13. Grief is, they say, a process, and we find Felicia addressing that more in the last section of the book (as well as the section in which she writes in Audrey’s voice). Consider how a relationship with someone who has passed continues as we continue to make sense of a person’s life even when that person is gone.
14. What about a dementia experience seems more daunting as you read this collection of poems? Easier to understand? Reflect on how a narrative telling adds to clinical details available, and how sharing your own story to add to this one can help others to learn about something as complicated as dementia.
15. A short book can only do so much to offer a sense of a life. What points of curiosity are raised by the poems in this collection? What else would you like to know?
16. The best questions for a book group include ones you think of and ones your group reflects on collectively. What questions come to mind as you reflect on the story on your own and with others? Add to this list if you like!

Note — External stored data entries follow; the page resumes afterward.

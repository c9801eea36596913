//! gRPC implementations of the client traits, over the cluster's public
//! `strata.v1` surface.

mod master;
mod tablet_server;

pub use master::RemoteMasterClient;
pub use tablet_server::RemoteTabletServerClient;

/// Ensure an address has the http:// scheme prefix tonic endpoints need.
pub(crate) fn ensure_http_scheme(addr: &str) -> String {
    if addr.starts_with("http://") || addr.starts_with("https://") {
        addr.to_string()
    } else {
        format!("http://{}", addr)
    }
}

You are welcome to suggest possible topics (to be shared anonymously here) via the CONTACT link on this website.
ADDITIONAL RESOURCES
National Institutes of Health
https://www.nia.nih.gov/health/what-are-signs-alzheimers-disease
Alzheimer’s Foundation of America
https://alzfdn.org/
National Institutes of Health
https://www.nia.nih.gov/health/what-are-signs-alzheimers-disease
Alzheimer’s Foundation of America
https://alzfdn.org/
WISING UP PRESS (Find the We in Them, the Us in You)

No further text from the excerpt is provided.